Bien évidemment, dans les deux pages et demie consacrées à « la situation dans le territoire palestinien occupé et en Israël » (sur la vingtaine de pages consacrées aux « Informations sur le respect des engagements pris et les progrès accomplis dans des situations dont le Conseil de sécurité est saisi », c’est à dire 13 « situations »), il est fait mention d’un « rapport d’expert », qui a constaté que « l’incidence la plus grave de la barrière et du régime qui lui est associé » ( ??) était « la multiplication du nombre de personnes déplacées et des violations de leurs droits » (sans aucune précision sur ce point, d’ailleurs) « ainsi que l’aggravation de la pauvreté, conséquences humanitaires désastreuses ».

Une fois encore on ne peut que s’écrier « à qui la faute » ?

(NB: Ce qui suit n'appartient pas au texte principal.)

// hide console window on Windows in release
#![cfg_attr(not(debug_assertions), windows_subsystem = "windows")]

use egui::ViewportBuilder;
use floatpanel::app::FloatPanelShell;
use floatpanel::consts::LOG_FILTER;
use std::io::stdout;
use tracing::Level;
use tracing_subscriber::fmt::writer::MakeWriterExt;
use tracing_subscriber::layer::SubscriberExt;
use tracing_subscriber::util::SubscriberInitExt;
use tracing_subscriber::{EnvFilter, Registry};

fn init_log() {
    let env_filter =
        EnvFilter::try_from_default_env().unwrap_or_else(|_| EnvFilter::new(LOG_FILTER));
    let formatting_layer = tracing_subscriber::fmt::layer()
        .with_target(true)
        .with_level(true)
        .with_ansi(true)
        .with_line_number(true)
        .with_writer(stdout.with_max_level(Level::DEBUG));

    Registry::default()
        .with(env_filter)
        .with(formatting_layer)
        .init();
}

pub fn main() -> eframe::Result<()> {
    init_log();

    let options = eframe::NativeOptions {
        centered: true,
        viewport: ViewportBuilder::default().with_min_inner_size((640.0, 480.0)),
        ..Default::default()
    };
    FloatPanelShell::start(options)
}
pub const PKG_NAME: &str = env!("CARGO_PKG_NAME");
pub const REPOSITORY_URL: &str = env!("CARGO_PKG_REPOSITORY");

pub const DB_FILE: &str = "db.sqlite";
pub const LOG_FILTER: &str = "floatpanel=info,egui_float_panel=info";
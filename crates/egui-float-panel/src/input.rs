use crate::drag::PointerEvent;
use crate::host::{Host, ListenerKind};
use crate::view::FloatPanel;
use egui::{Context, Event, LayerId, PointerButton, Pos2};

#[derive(Debug, Clone, Copy, PartialEq)]
pub enum InputAction {
    Press(PointerEvent),
    Move(PointerEvent),
    Release,
    Resize,
    Blur,
}

impl FloatPanel {
    /// Feed this frame's input to the drag controller, before the panel is laid out.
    ///
    /// Each event is dispatched before the next is looked at, since a press or a
    /// release changes which listeners are live.
    pub(crate) fn process_input(&mut self, ctx: &Context) {
        for action in self.frame_actions(ctx) {
            self.dispatch(action);
        }

        let events = ctx.input(|i| i.events.clone());
        for event in &events {
            if let Some(action) = self.event_action(ctx, event) {
                self.dispatch(action);
            }
        }
    }

    fn dispatch(&mut self, action: InputAction) {
        match action {
            InputAction::Press(event) => {
                self.controller.press(event);
            }
            InputAction::Move(event) => self.controller.pointer_move(event),
            InputAction::Release => self.controller.release(),
            InputAction::Resize => self.controller.resize(),
            InputAction::Blur => self.controller.blur(),
        }
    }

    fn frame_actions(&mut self, ctx: &Context) -> Vec<InputAction> {
        let host = self.controller.host().clone();
        let mut actions = vec![];

        // Clamping before the area has a size would use the fallback height and
        // drag a valid restored position up, so wait for the first measurement.
        let screen_rect = ctx.screen_rect();
        let measured = host.panel_size().is_some();
        let screen_changed = self.screen_rect != Some(screen_rect);
        if measured
            && (screen_changed || !self.measured)
            && host.is_listening(ListenerKind::Resize)
        {
            actions.push(InputAction::Resize);
        }
        self.screen_rect = Some(screen_rect);
        self.measured = measured;

        let focused = ctx.input(|i| i.focused);
        if self.focused && !focused {
            actions.push(InputAction::Blur);
        }
        self.focused = focused;

        actions
    }

    fn event_action(&self, ctx: &Context, event: &Event) -> Option<InputAction> {
        let host = self.controller.host();
        match *event {
            Event::PointerButton {
                pos,
                button,
                pressed: true,
                ..
            } if !self.controller.is_active() && self.on_handle(ctx, pos) => {
                Some(InputAction::Press(PointerEvent {
                    pos,
                    primary: button == PointerButton::Primary,
                }))
            }
            Event::PointerButton {
                button: PointerButton::Primary,
                pressed: false,
                ..
            } if host.is_listening(ListenerKind::PointerRelease) => Some(InputAction::Release),
            Event::PointerMoved(pos) if host.is_listening(ListenerKind::PointerMove) => {
                Some(InputAction::Move(PointerEvent::primary(pos)))
            }
            _ => None,
        }
    }

    /// Inside the handle and not covered by another area.
    fn on_handle(&self, ctx: &Context, pos: Pos2) -> bool {
        self.handle_rect.is_some_and(|rect| rect.contains(pos))
            && ctx.layer_id_at(pos) == Some(LayerId::new(self.options.order(), self.id))
    }
}
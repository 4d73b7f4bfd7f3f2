use crate::drag::{DragController, DragState};
use crate::geometry::{Position, FALLBACK_PANEL_SIZE};
use crate::host::EguiHost;
use crate::store::{KeyValueStore, PositionStore};
use egui::{
    Align2, Area, Context, CornerRadius, CursorIcon, FontId, Frame, Id, InnerResponse, Order,
    Rect, Sense, Ui, Vec2,
};
use std::hash::Hash;
use std::rc::Rc;

const HANDLE_HEIGHT: f32 = 24.0;
const HANDLE_TEXT_INSET: f32 = 6.0;

#[derive(Debug, Clone)]
pub struct FloatPanelOptions {
    pub title: Option<String>,
    /// Enables persistence under `float-panel:<key>`.
    pub persist_key: Option<String>,
    pub z_index: i32,
    pub width: f32,
}

impl Default for FloatPanelOptions {
    fn default() -> Self {
        Self {
            title: None,
            persist_key: None,
            z_index: 1000,
            width: FALLBACK_PANEL_SIZE.x,
        }
    }
}

impl FloatPanelOptions {
    #[inline]
    pub fn title(mut self, title: impl Into<String>) -> Self {
        self.title = Some(title.into());
        self
    }

    #[inline]
    pub fn persist_key(mut self, key: impl Into<String>) -> Self {
        self.persist_key = Some(key.into());
        self
    }

    #[inline]
    pub fn z_index(mut self, z_index: i32) -> Self {
        self.z_index = z_index;
        self
    }

    #[inline]
    pub fn width(mut self, width: f32) -> Self {
        self.width = width;
        self
    }

    /// egui stacks areas by layer rather than by number.
    pub fn order(&self) -> Order {
        match self.z_index {
            i32::MIN..=-1 => Order::Background,
            0..=999 => Order::Middle,
            1000..=9999 => Order::Foreground,
            _ => Order::Tooltip,
        }
    }
}

/// A floating, draggable panel. Keep it alive across frames and call
/// [`FloatPanel::show`] once per frame.
pub struct FloatPanel {
    pub(crate) id: Id,
    pub(crate) options: FloatPanelOptions,
    pub(crate) controller: DragController<EguiHost>,
    pub(crate) handle_rect: Option<Rect>,
    pub(crate) screen_rect: Option<Rect>,
    pub(crate) measured: bool,
    pub(crate) focused: bool,
}

impl FloatPanel {
    pub fn new(
        ctx: &Context,
        id_salt: impl Hash,
        options: FloatPanelOptions,
        storage: Option<Rc<dyn KeyValueStore>>,
    ) -> Self {
        let id = Id::new(id_salt);
        let store = PositionStore::initialize(options.persist_key.clone(), storage);
        let host = Rc::new(EguiHost::new(ctx.clone(), id));

        Self {
            id,
            options,
            controller: DragController::new(host, store),
            handle_rect: None,
            screen_rect: None,
            measured: false,
            focused: true,
        }
    }

    pub fn id(&self) -> Id {
        self.id
    }

    pub fn options(&self) -> &FloatPanelOptions {
        &self.options
    }

    pub fn position(&self) -> Position {
        self.controller.position()
    }

    pub fn drag_state(&self) -> DragState {
        self.controller.state()
    }

    /// Handle area as laid out in the last frame.
    pub fn handle_rect(&self) -> Option<Rect> {
        self.handle_rect
    }

    pub fn reset(&mut self) {
        self.controller.reset();
    }

    pub fn show<R>(
        &mut self,
        ctx: &Context,
        add_contents: impl FnOnce(&mut Ui) -> R,
    ) -> InnerResponse<R> {
        self.process_input(ctx);

        let dragging = self.controller.is_active();
        let title = self.options.title.clone().unwrap_or_default();
        let width = self.options.width;
        let handle_rect = &mut self.handle_rect;

        Area::new(self.id)
            .order(self.options.order())
            .fixed_pos(self.controller.position())
            .constrain(false)
            .movable(false)
            .show(ctx, |ui| {
                Frame::window(ui.style())
                    .show(ui, |ui| {
                        ui.set_width(width);
                        *handle_rect = Some(handle_ui(ui, &title, dragging));
                        ui.separator();
                        add_contents(ui)
                    })
                    .inner
            })
    }
}

fn handle_ui(ui: &mut Ui, title: &str, dragging: bool) -> Rect {
    let (rect, response) = ui.allocate_exact_size(
        Vec2::new(ui.available_width(), HANDLE_HEIGHT),
        Sense::click_and_drag(),
    );

    let painter = ui.painter();
    painter.rect_filled(rect, CornerRadius::same(4), ui.visuals().faint_bg_color);
    painter.text(
        rect.left_center() + Vec2::new(HANDLE_TEXT_INSET, 0.0),
        Align2::LEFT_CENTER,
        title,
        FontId::proportional(14.0),
        ui.visuals().strong_text_color(),
    );

    if dragging {
        ui.ctx().set_cursor_icon(CursorIcon::Grabbing);
    } else if response.hovered() {
        ui.ctx().set_cursor_icon(CursorIcon::Grab);
    }

    rect
}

Et si « la majorité des personnes affectées sont des enfants » n’est guère douteux, on se garde bien de préciser que c’est, tout naturellement, le reflet de la composition de la population palestinienne.

Le rapport se complaît également à multiplier les statistiques des « structures civiles » démolies, sans bien évidemment chercher à comprendre que les Israéliens s’efforcent de priver les terroristes de lieux de refuge.

Et lorsqu’il est question des « déplacements forcés » qui s’expliqueraient « non seulement par les expulsions et les démolitions de maisons », on ne peut qu’être surpris de lire qu’ils résulteraient, également, de « l’expansion des colonies ».

Or, à notre connaissance cette expansion, sur laquelle nous nous sommes déjà exprimé, sans être pour autant descendu du Sinaï, ne nous paraît pas s’être, pour autant, traduite par une expulsion d’habitants palestiniens, alors qu’elle porte sur des terres considérées, à tort ou à raison, comme vacantes.

Bref, une fois de plus, un rapport du Secrétaire général ne fait pas dans la mesure, mais plutôt dans la démesure.